# [Task requirements]
From the data below, return the exact lines starting at the line containing "assert!(coord.last_report().is_none());" and ending at the line containing "coord.tick(0.04);", both included, and nothing else.

[[ Records for processing, beginning ]]

//! Per-tick coordination: drain snapshots, step the mission, plan, publish.

use crate::run_flag::RunFlag;
use crate::snapshot::SnapshotInbox;
use crate::topics::{OutputTopics, Path, PointStamped, WORLD_FRAME};
use hector_core::{
    ConfigError, Destination, MissionConfig, MissionInput, MissionParams, MissionState, Planner,
    StateMachine, Trajectory,
};
use std::thread;
use std::time::{Duration, Instant};

/// How often the startup wait re-checks the inbox.
const SNAPSHOT_POLL: Duration = Duration::from_millis(10);

/// What one tick produced.
#[derive(Debug, Clone, PartialEq)]
pub struct TickReport {
    pub tick: u64,
    pub time: f64,
    pub state: MissionState,
    pub rotate: bool,
    pub destination: Destination,
    pub trajectory: Trajectory,
}

#[derive(Debug, Clone, PartialEq)]
pub enum TickOutcome {
    /// A required snapshot is still missing; outputs were left untouched.
    Idle,
    Planned(TickReport),
}

#[derive(Debug, Clone, Copy, PartialEq)]
pub struct RunSummary {
    pub ticks: u64,
    pub idle_ticks: u64,
    pub final_state: MissionState,
}

pub struct TickCoordinator {
    machine: StateMachine,
    planner: Planner,
    inbox: SnapshotInbox,
    topics: OutputTopics,
    tick_period: Duration,
    verbose: bool,

    tick: u64,
    idle_ticks: u64,
    last: Option<TickReport>,
}

impl TickCoordinator {
    pub fn new(
        config: &MissionConfig,
        inbox: SnapshotInbox,
        topics: OutputTopics,
    ) -> Result<Self, ConfigError> {
        Ok(Self {
            machine: StateMachine::new(config.state_machine),
            planner: Planner::new(config.planner)?,
            inbox,
            topics,
            tick_period: config.tick_period(),
            verbose: config.verbose,
            tick: 0,
            idle_ticks: 0,
            last: None,
        })
    }

    /// Validate `params` and build a coordinator. On a configuration error
    /// the run flag is cleared so cooperating components shut down too.
    pub fn configure(
        params: &MissionParams,
        inbox: SnapshotInbox,
        topics: OutputTopics,
        flag: &RunFlag,
    ) -> Result<Self, ConfigError> {
        let result = params
            .validate()
            .and_then(|config| Self::new(&config, inbox, topics));
        if let Err(e) = &result {
            tracing::error!("Invalid configuration: {}", e);
            flag.stop();
        }
        result
    }

    /// Run one tick at mission time `time` (s).
    pub fn tick(&mut self, time: f64) -> TickOutcome {
        self.tick += 1;
        self.inbox.drain();

        let snaps = *self.inbox.latest();
        if !snaps.is_ready() {
            self.idle_ticks += 1;
            tracing::debug!(tick = self.tick, "snapshots not ready, idling");
            return TickOutcome::Idle;
        }

        let input = MissionInput {
            time,
            position: snaps.pose.position,
            target: snaps.target,
            mission_active: snaps.mission_active,
        };
        let state = self.machine.update(&input);
        let destination = self.machine.destination(&snaps.target);
        let trajectory = self
            .planner
            .plan(snaps.pose.position, snaps.velocity.linear, &destination);
        let rotate = self.machine.rotate();

        self.publish(rotate, &destination, &trajectory);

        if self.verbose {
            tracing::info!(
                tick = self.tick,
                waypoints = trajectory.len(),
                "{}",
                state.label()
            );
        }

        let report = TickReport {
            tick: self.tick,
            time,
            state,
            rotate,
            destination,
            trajectory,
        };
        self.last = Some(report.clone());
        TickOutcome::Planned(report)
    }

    fn publish(&self, rotate: bool, destination: &Destination, trajectory: &Trajectory) {
        self.topics.rotate.publish(rotate);
        self.topics.target.publish(PointStamped {
            frame_id: WORLD_FRAME,
            tick: self.tick,
            point: trajectory
                .current_target()
                .unwrap_or(destination.position),
        });
        self.topics
            .trajectory
            .publish(Path::from_waypoints(self.tick, &trajectory.waypoints));
        self.topics.state.publish(self.machine.current_state());
    }

    /// Block until every required snapshot has arrived. Returns false if the
    /// run flag was cleared first.
    pub fn wait_for_snapshots(&mut self, flag: &RunFlag) -> bool {
        while flag.is_running() {
            self.inbox.drain();
            if self.inbox.latest().is_ready() {
                return true;
            }
            thread::sleep(SNAPSHOT_POLL);
        }
        false
    }

    /// Fixed-rate loop. Returns once the run flag is cleared, and clears it
    /// on the way out so cooperating components stop as well.
    pub fn run(&mut self, flag: &RunFlag) -> RunSummary {
        if self.wait_for_snapshots(flag) {
            tracing::info!("===== BEGIN =====");
        }

        let start = Instant::now();
        let mut next = start;
        while flag.is_running() {
            self.tick(start.elapsed().as_secs_f64());

            next += self.tick_period;
            let now = Instant::now();
            if next > now {
                thread::sleep(next - now);
            } else {
                tracing::debug!(tick = self.tick, "tick overran its period");
                next = now;
            }
        }

        flag.stop();
        tracing::info!("===== END =====");
        self.summary()
    }

    pub fn summary(&self) -> RunSummary {
        RunSummary {
            ticks: self.tick,
            idle_ticks: self.idle_ticks,
            final_state: self.machine.current_state(),
        }
    }

    pub fn tick_period(&self) -> Duration {
        self.tick_period
    }

    pub fn state(&self) -> MissionState {
        self.machine.current_state()
    }

    pub fn machine(&self) -> &StateMachine {
        &self.machine
    }

    /// Output of the most recent tick that planned.
    pub fn last_report(&self) -> Option<&TickReport> {
        self.last.as_ref()
    }

    pub fn topics(&self) -> &OutputTopics {
        &self.topics
    }
}

#[cfg(test)]
mod tests {
    use super::*;
    use crate::snapshot::{channel, SnapshotSender};
    use hector_core::{Pose, TargetPose, Velocity};
    use nalgebra::{Vector2, Vector3};

    fn setup() -> (SnapshotSender, TickCoordinator) {
        let (tx, inbox) = channel();
        let config = MissionParams {
            goals: Some("4,4".into()),
            ..Default::default()
        }
        .validate()
        .unwrap();
        let coord = TickCoordinator::new(&config, inbox, OutputTopics::new()).unwrap();
        (tx, coord)
    }

    fn send_all(tx: &SnapshotSender, position: Vector3<f64>, target: Vector2<f64>) {
        tx.pose(Pose::new(position, 0.0));
        tx.velocity(Velocity::new(Vector3::zeros(), 0.0));
        tx.target(TargetPose::at(target));
    }

    #[test]
    fn test_idle_until_snapshots_arrive() {
        let (tx, mut coord) = setup();

        // Only part of the data is in at tick 1.
        tx.pose(Pose::new(Vector3::new(0.0, 0.0, 0.178), 0.0));
        assert_eq!(coord.tick(0.04), TickOutcome::Idle);
        assert!(coord.topics().trajectory.latest().is_none());
        assert!(coord.topics().rotate.latest().is_none());
        assert!(coord.last_report().is_none());

        send_all(&tx, Vector3::new(0.0, 0.0, 0.178), Vector2::new(3.0, 0.0));
        match coord.tick(0.08) {
            TickOutcome::Planned(report) => {
                assert_eq!(report.tick, 2);
                assert_eq!(report.state, MissionState::Takeoff);
                assert!(!report.rotate);
            }
            TickOutcome::Idle => panic!("expected a plan on tick 2"),
        }
        assert_eq!(coord.summary().idle_ticks, 1);
        assert_eq!(coord.topics().rotate.latest(), Some(false));
    }

    #[test]
    fn test_nan_snapshot_keeps_previous_output() {
        let (tx, mut coord) = setup();
        send_all(&tx, Vector3::new(0.0, 0.0, 0.178), Vector2::new(3.0, 0.0));
        coord.tick(0.04);
        let published = coord.topics().trajectory.latest().unwrap();
        let count = coord.topics().trajectory.publish_count();

        // Estimator glitches back to NaN.
        tx.pose(Pose::unknown());
        assert_eq!(coord.tick(0.08), TickOutcome::Idle);
        assert_eq!(coord.topics().trajectory.latest().unwrap(), published);
        assert_eq!(coord.topics().trajectory.publish_count(), count);
    }

    #[test]
    fn test_takeoff_plans_straight_up() {
        let (tx, mut coord) = setup();
        send_all(&tx, Vector3::new(0.0, 0.0, 0.178), Vector2::new(3.0, 0.0));
        let TickOutcome::Planned(report) = coord.tick(0.04) else {
            panic!("expected plan");
        };

        assert_eq!(report.destination.position, Vector3::new(0.0, 0.0, 2.0));
        let path = coord.topics().trajectory.latest().unwrap();
        assert_eq!(path.frame_id, "world");
        assert_eq!(*path.poses.last().unwrap(), Vector3::new(0.0, 0.0, 2.0));
        assert!(path.poses.iter().all(|p| p.x == 0.0 && p.y == 0.0));

        let target = coord.topics().target.latest().unwrap();
        assert_eq!(target.point, path.poses[0]);
    }

    #[test]
    fn test_pursuit_enables_rotation() {
        let (tx, mut coord) = setup();
        send_all(&tx, Vector3::new(0.0, 0.0, 2.0), Vector2::new(3.0, 0.0));
        let TickOutcome::Planned(report) = coord.tick(0.04) else {
            panic!("expected plan");
        };
        assert_eq!(report.state, MissionState::PursueTarget);
        assert!(report.rotate);
        assert_eq!(
            report.trajectory.waypoints.last().unwrap().position,
            Vector3::new(3.0, 0.0, 2.0)
        );
        assert_eq!(coord.topics().rotate.latest(), Some(true));
    }

    #[test]
    fn test_configure_failure_clears_flag() {
        let (_tx, inbox) = channel();
        let flag = RunFlag::new();
        let params = MissionParams {
            goals: Some("bad".into()),
            ..Default::default()
        };
        let result = TickCoordinator::configure(&params, inbox, OutputTopics::new(), &flag);
        assert!(matches!(result, Err(ConfigError::InvalidGoals { .. })));
        assert!(!flag.is_running());
    }

    #[test]
    fn test_run_stops_on_flag() {
        let (tx, inbox) = channel();
        let config = MissionParams {
            tick_rate_hz: 200.0,
            ..Default::default()
        }
        .validate()
        .unwrap();
        let mut coord = TickCoordinator::new(&config, inbox, OutputTopics::new()).unwrap();
        send_all(&tx, Vector3::new(0.0, 0.0, 0.178), Vector2::new(3.0, 0.0));

        let flag = RunFlag::new();
        let stopper = {
            let flag = flag.clone();
            thread::spawn(move || {
                thread::sleep(Duration::from_millis(100));
                flag.stop();
            })
        };
        let summary = coord.run(&flag);
        stopper.join().unwrap();

        assert!(!flag.is_running());
        assert!(summary.ticks > 0);
        assert_eq!(summary.idle_ticks, 0);
        assert_eq!(summary.final_state, MissionState::Takeoff);
    }
}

[[ Records for processing, end ]]

# [Completed exercise]
        assert!(coord.last_report().is_none());

        send_all(&tx, Vector3::new(0.0, 0.0, 0.178), Vector2::new(3.0, 0.0));
        match coord.tick(0.08) {
            TickOutcome::Planned(report) => {
                assert_eq!(report.tick, 2);
                assert_eq!(report.state, MissionState::Takeoff);
                assert!(!report.rotate);
            }
            TickOutcome::Idle => panic!("expected a plan on tick 2"),
        }
        assert_eq!(coord.summary().idle_ticks, 1);
        assert_eq!(coord.topics().rotate.latest(), Some(false));
    }

    #[test]
    fn test_nan_snapshot_keeps_previous_output() {
        let (tx, mut coord) = setup();
        send_all(&tx, Vector3::new(0.0, 0.0, 0.178), Vector2::new(3.0, 0.0));
        coord.tick(0.04);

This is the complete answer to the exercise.